In the passage which I read in chapter 2, the apostle says, “the anointing teacheth you of all things;” as an apostle there could be no question but that he had ministered to them in the power of the Spirit, yet as to the things he ministered, it was the anointing which taught them and not man, even though an apostle ministered the things; it thus became truth in them taught by the Spirit and not by law, that is, by letter, and the effect of it was that they would abide in Christ. The apostle then says, “Abide in him,” in order that he, as an apostle, might have confidence, and not be ashamed before Him at His coming. If we do not come under the teaching of the anointing, all head knowledge, even of apostolic ministry, is useless; it will not form us in Christ, nor shall we be abiding in Him. We may think that we have a great deal of light and truth, but it is what we are which is really light that can be seen, and it is by divine teaching that the soul is formed in view of the judgment-seat. I am afraid very few of us have in reality come there.
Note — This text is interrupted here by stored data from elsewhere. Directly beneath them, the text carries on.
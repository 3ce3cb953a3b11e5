//! Query functions for calendar events.

use diesel::prelude::*;
use diesel_async::RunQueryDsl;

use crate::db::connection::DbConnection;
use crate::db::schema::calendar_events;
use crate::model::event::{CalendarEvent, EventChangeset, NewCalendarEvent};

type BoxedQuery<'a, T> = calendar_events::BoxedQuery<'a, diesel::pg::Pg, diesel::dsl::AsSelect<T, diesel::pg::Pg>>;

/// ## Summary
/// Returns a query to select all events.
#[must_use]
pub fn all() -> BoxedQuery<'static, CalendarEvent> {
    calendar_events::table
        .select(CalendarEvent::as_select())
        .into_boxed()
}

/// ## Summary
/// Returns a query to find an event by ID.
#[must_use]
pub fn by_id(id: uuid::Uuid) -> BoxedQuery<'static, CalendarEvent> {
    all().filter(calendar_events::id.eq(id))
}

/// ## Summary
/// Returns events in calendar order, optionally starting at a date.
#[must_use]
pub fn upcoming(from: Option<chrono::NaiveDate>) -> BoxedQuery<'static, CalendarEvent> {
    let mut query = all();
    if let Some(from) = from {
        query = query.filter(calendar_events::event_date.ge(from));
    }
    query.order_by((
        calendar_events::event_date.asc(),
        calendar_events::event_time.asc(),
    ))
}

/// ## Errors
/// Returns a database error if the insert fails.
pub async fn create_event(
    conn: &mut DbConnection<'_>,
    event: &NewCalendarEvent,
) -> QueryResult<CalendarEvent> {
    diesel::insert_into(calendar_events::table)
        .values(event)
        .returning(CalendarEvent::as_returning())
        .get_result(conn)
        .await
}

/// ## Errors
/// Returns a database error if the update fails.
pub async fn update_event(
    conn: &mut DbConnection<'_>,
    id: uuid::Uuid,
    changes: &EventChangeset,
) -> QueryResult<Option<CalendarEvent>> {
    diesel::update(calendar_events::table.find(id))
        .set(changes)
        .returning(CalendarEvent::as_returning())
        .get_result(conn)
        .await
        .optional()
}

/// ## Errors
/// Returns a database error if the delete fails.
pub async fn delete_event(
    conn: &mut DbConnection<'_>,
    id: uuid::Uuid,
) -> QueryResult<Option<CalendarEvent>> {
    diesel::delete(calendar_events::table.find(id))
        .returning(CalendarEvent::as_returning())
        .get_result(conn)
        .await
        .optional()
}

/// ## Errors
/// Returns a database error if the query fails.
pub async fn count(conn: &mut DbConnection<'_>) -> QueryResult<i64> {
    calendar_events::table.count().get_result(conn).await
}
It is in the light of the judgment-seat that we see the great truth which has been before us, how completely the old man has been removed to God’s glory, then we are free to go on to the ministry of reconciliation.

I have tried sometimes to bring home to the young the incapacity of the flesh to be anything for God by reference to Paul in Romans 7. He there says, “I had not known sin, but by the law: for I had not known lust, except the law had said, Thou shalt not covet.” Tell anyone he is not to have even a wrong desire, and you may as well tell him not to be a man. But where does such an experience bring me to? Why, that nothing will do for me but Christ. In Him I find the Deliverer, and then it is that we take the place of little children, “children taught by grace.” I would to God that we were all more children taught by grace; the fact that many of us are teachers and preachers should make us more desirous of this teaching. What marked the apostle was that he commended the ministry entrusted to him by his life. He could say, “We are made manifest to God, and I trust also are made manifest in your consciences.” As if he should say, I minister Christ to you, and I trust that you see in me the Christ I minister. He adds, “For whether we be beside ourselves it is to God, or whether we be sober it is for your cause.” Some perhaps thought that Paul lived up in the clouds, and did not know the sober realities of life down here. Well, if he was at times beside himself, it was to God, but he could come down in all soberness to where the Corinthians were. He was clear enough as to the judgment-seat himself, but he would lend a hand, so to speak, to the feebleness he saw in the Corinthians, and seek to bring their souls into the light of God, so that they might get clear in view of the judgment-seat, and so be enabled to enter into the Father’s delight in Christ. So John brings the children, those taught by grace, to the same point, “Abide in him,” and in reality this is in view of the judgment-seat when all would be manifest, that we may “not be ashamed before him at his coming.”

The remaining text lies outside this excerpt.